I think we can’t underestimate the fear that people have about any changes in society or any institution that deal with gender, such as sexual orientation or gender identity.  I don’t think such fear excuses these negative attitudes, but I think it is important to be aware of these forces.  For whatever reason, gender is a powerful force.  This is particularly true in an institution like the church which has for so long valued men over all other gender identities.  I think it’s important to be aware that these forces often play powerful unseen roles in people’s behaviors.

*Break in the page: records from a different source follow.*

#[cfg(test)]
mod tests {
    use super::*;
    use crate::frame::AudioPayload;
    use crate::fx::GainFx;
    use crate::source::{BufferSource, SineSource};
    use std::time::Duration;

    fn frames(n: usize) -> Vec<Frame> {
        (0..n)
            .map(|i| {
                Frame::audio(
                    i as f64 * 0.01,
                    AudioPayload::new(vec![0.5; 480], 1, 48_000, i as u64 * 480),
                )
            })
            .collect()
    }

    fn free_run_target(sink: Box<dyn RenderSink>) -> RenderTarget {
        RenderTarget::with_timebase("test", sink, Arc::new(FreeRunTimebase::new()))
    }

    #[test]
    fn runs_to_end_of_stream_and_stops() {
        let sink = CollectSink::new();
        let collected = sink.frames_handle();
        let mut target = free_run_target(Box::new(sink));

        let source = BufferSource::new(frames(16)).unwrap();
        let program = Arc::new(RenderProgram::new(Box::new(source)));
        program.push(Arc::new(GainFx::with_gain(2.0))).unwrap();

        target.use_program(Arc::clone(&program)).unwrap();
        target.start().unwrap();

        while target.is_running() {
            std::thread::sleep(Duration::from_millis(1));
        }
        let stats = target.stop().unwrap();

        assert_eq!(stats.frames, 16);
        let out = collected.lock().unwrap();
        assert_eq!(out.len(), 16);
        assert_eq!(out[0].as_audio().unwrap().samples[0], 1.0);
        assert!(!target.is_running());
    }

    #[test]
    fn delivered_frames_keep_payout_order() {
        let sink = CollectSink::new();
        let collected = sink.frames_handle();
        let mut target = free_run_target(Box::new(sink));

        let source = BufferSource::new(frames(8)).unwrap();
        let program = Arc::new(RenderProgram::new(Box::new(source)));
        target.use_program(program).unwrap();
        target.start().unwrap();
        while target.is_running() {
            std::thread::sleep(Duration::from_millis(1));
        }
        target.stop().unwrap();

        let out = collected.lock().unwrap();
        let times: Vec<f64> = out.iter().map(|f| f.payout_time).collect();
        assert!(times.windows(2).all(|w| w[0] <= w[1]), "{times:?}");
    }

    #[test]
    fn chain_swap_never_loses_a_frame() {
        let sink = CollectSink::new();
        let collected = sink.frames_handle();
        let mut target = free_run_target(Box::new(sink));

        let source = BufferSource::new(frames(64)).unwrap();
        let program = Arc::new(RenderProgram::new(Box::new(source)));
        let first = program.push(Arc::new(GainFx::with_gain(2.0))).unwrap();

        target.use_program(Arc::clone(&program)).unwrap();
        target.start().unwrap();

        // Swap the chain while the thread is pulling frames
        std::thread::sleep(Duration::from_millis(2));
        program
            .replace(first, Arc::new(GainFx::with_gain(3.0)))
            .unwrap();

        while target.is_running() {
            std::thread::sleep(Duration::from_millis(1));
        }
        let stats = target.stop().unwrap();
        assert_eq!(stats.frames, 64);

        // Every frame went through exactly one of the two chains
        let out = collected.lock().unwrap();
        assert_eq!(out.len(), 64);
        for frame in out.iter() {
            let s = frame.as_audio().unwrap().samples[0];
            assert!((s - 1.0).abs() < 1e-6 || (s - 1.5).abs() < 1e-6, "sample {s}");
        }
    }

    #[test]
    fn second_bind_of_one_program_is_refused() {
        let program = Arc::new(RenderProgram::new(Box::new(SineSource::new(440.0))));
        let mut a = free_run_target(Box::new(NullSink));
        let mut b = free_run_target(Box::new(NullSink));

        a.use_program(Arc::clone(&program)).unwrap();
        assert!(matches!(
            b.use_program(program),
            Err(TargetError::Program(ProgramError::AlreadyBound))
        ));
    }

    #[test]
    fn gpu_chain_is_refused_by_a_frame_sink() {
        use crate::fx::{Capability, RenderCommand};

        struct GpuStub;
        impl RenderCommand for GpuStub {
            fn name(&self) -> &'static str {
                "gpu-stub"
            }
            fn capability(&self) -> Capability {
                Capability::Gpu
            }
            fn run(&self, _cycle: &mut Cycle<'_>) -> Result<(), RenderError> {
                Ok(())
            }
        }

        let program = Arc::new(RenderProgram::new(Box::new(SineSource::new(440.0))));
        program.push(Arc::new(GpuStub)).unwrap();

        let mut target = free_run_target(Box::new(NullSink));
        assert!(matches!(
            target.use_program(program),
            Err(TargetError::Program(ProgramError::CapabilityMismatch { .. }))
        ));
    }

    #[test]
    fn spectral_fx_mutes_a_band_end_to_end() {
        use crate::fx::{RenderCommand, SpectralBandGainFx};
        use crate::param::find_param;

        let sink = CollectSink::new();
        let collected = sink.frames_handle();
        let mut target = free_run_target(Box::new(sink));

        let source = SineSource::new(1000.0).with_frame_limit(16);
        let program = Arc::new(RenderProgram::new(Box::new(source)));
        let fx = Arc::new(SpectralBandGainFx::new(100.0));
        find_param(fx.params(), "low").unwrap().set(500.0);
        find_param(fx.params(), "high").unwrap().set(1500.0);
        find_param(fx.params(), "band_gain").unwrap().set(0.0);
        program.push(fx).unwrap();

        target.use_program(program).unwrap();
        target.start().unwrap();
        while target.is_running() {
            std::thread::sleep(Duration::from_millis(1));
        }
        let stats = target.stop().unwrap();
        assert_eq!(stats.frames, 16);

        // After FFT latency settles, the 1 kHz tone is gone
        let out = collected.lock().unwrap();
        let last = out.last().unwrap().as_audio().unwrap();
        let rms = (last.samples.iter().map(|s| s * s).sum::<f32>()
            / last.samples.len() as f32)
            .sqrt();
        assert!(rms < 0.02, "band not removed: rms {rms}");
    }

    #[test]
    fn stop_without_start_fails() {
        let mut target = free_run_target(Box::new(NullSink));
        assert!(matches!(target.stop(), Err(TargetError::NotRunning)));
    }

    #[test]
    fn start_without_program_fails() {
        let mut target = free_run_target(Box::new(NullSink));
        assert!(matches!(target.start(), Err(TargetError::NoProgram)));
    }

    #[test]
    fn slot_tracks_the_latest_frame() {
        let mut target = free_run_target(Box::new(NullSink));
        assert!(target.get_frame().is_none());

        let source = BufferSource::new(frames(4)).unwrap();
        let program = Arc::new(RenderProgram::new(Box::new(source)));
        target.use_program(program).unwrap();
        target.start().unwrap();
        while target.is_running() {
            std::thread::sleep(Duration::from_millis(1));
        }
        target.stop().unwrap();

        let last = target.get_frame().expect("slot seeded by the run");
        assert!((last.payout_time - 0.03).abs() < 1e-9);
    }
}
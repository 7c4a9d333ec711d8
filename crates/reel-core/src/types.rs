//! Common types for Reel
//!
//! Fundamental types shared across the pipeline: sample/pixel primitives and
//! the introspection enums sources report through [`crate::source::SourceInfo`].

/// Default sample rate used throughout Reel (48kHz - standard professional audio rate)
/// This is the default; the actual rate is whatever the bound source reports.
pub const DEFAULT_SAMPLE_RATE: u32 = 48_000;

/// Default audio block size (samples per channel per frame)
pub const DEFAULT_BLOCK_SIZE: usize = 1024;

/// Audio sample type (32-bit float for processing)
pub type Sample = f32;

/// Pixel layout of a video payload
#[derive(Debug, Clone, Copy, PartialEq, Eq, Hash)]
pub enum PixelFormat {
    /// 8-bit grayscale, 1 byte per pixel
    Gray8,
    /// 8-bit RGB, 3 bytes per pixel
    Rgb8,
    /// 8-bit RGBA, 4 bytes per pixel
    Rgba8,
}

impl PixelFormat {
    /// Bytes per pixel for this format
    pub fn bytes_per_pixel(&self) -> usize {
        match self {
            PixelFormat::Gray8 => 1,
            PixelFormat::Rgb8 => 3,
            PixelFormat::Rgba8 => 4,
        }
    }
}

/// Which branch of the pipeline a payload belongs to
#[derive(Debug, Clone, Copy, PartialEq, Eq, Hash)]
pub enum MediaKind {
    Audio,
    Video,
}

/// Number of frames a source can deliver, when it knows
#[derive(Debug, Clone, Copy, PartialEq, Eq)]
pub enum FrameCount {
    /// Exact frame count
    Frames(u64),
    /// The source cannot tell (e.g. live capture, pipe-backed decode)
    Unknown,
}

/// Total stream duration as reported by a source
#[derive(Debug, Clone, Copy, PartialEq)]
pub enum StreamLength {
    /// Duration in seconds
    Seconds(f64),
    /// The source cannot tell
    Unknown,
    /// The source never ends (generators, live inputs)
    Infinite,
}

#[cfg(test)]
mod tests {
    use super::*;

    #[test]
    fn pixel_format_sizes() {
        assert_eq!(PixelFormat::Gray8.bytes_per_pixel(), 1);
        assert_eq!(PixelFormat::Rgb8.bytes_per_pixel(), 3);
        assert_eq!(PixelFormat::Rgba8.bytes_per_pixel(), 4);
    }
}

While I certainly understand the anger that some people feel toward church leaders who have been so virulently anti-LGBT, lately my dominant feeling towards these prelates has been sadness.  In not being able to allow themselves to simply learn about LGBT people, they are missing out on some of the holiest and most positive acts of faith, liberation, and love in the world today.  So sad that they are missing the joy of this most Christian party.

MacPherson offers some very wise and Christian advice to those who witness these “no”-men.  He says the best thing for people to do is:

“. . . to approach these seemingly dangerous creatures, not judging or vilifying them, but challenging ourselves to recognize their fear as genuine and understandable, mustering what compassion we can for their feelings of distress, and remaining patient and persistent in offering a better way forward.

“Once upon a traditional time, qualities like understanding, compassion, patience, and persistence were called ‘virtues’. We’re going to need them as we try to approach our own Abominable ‘No’-men as their familiar world melts away, and a new, more just one, evolves into being.”

In an unrelated story this weekend, MacPherson’s advice was exemplified by a Catholic lesbian woman in Houston, Texas.  When faith-based anti gay protestors demonstrated this weekend, in that city, a counter-demonstration to negate their hate emerged, and KHOU-TV  reported on the response of Tiera Ortiz-Rodriguez, chapter president of Dignity Houston, a Catholic community of gay, lesbian, bisexual and transgender Catholics.:

“We want to have compassion and kindness as our response.”

Yes, we must never give up speaking out and advocating for justice, but we must do so in such a way that our opponents do not become our enemies.  We must be committed to work for their enlightenment and liberation from their own fears.  Not easy work, but like everything else, it can be accomplished by little and by little.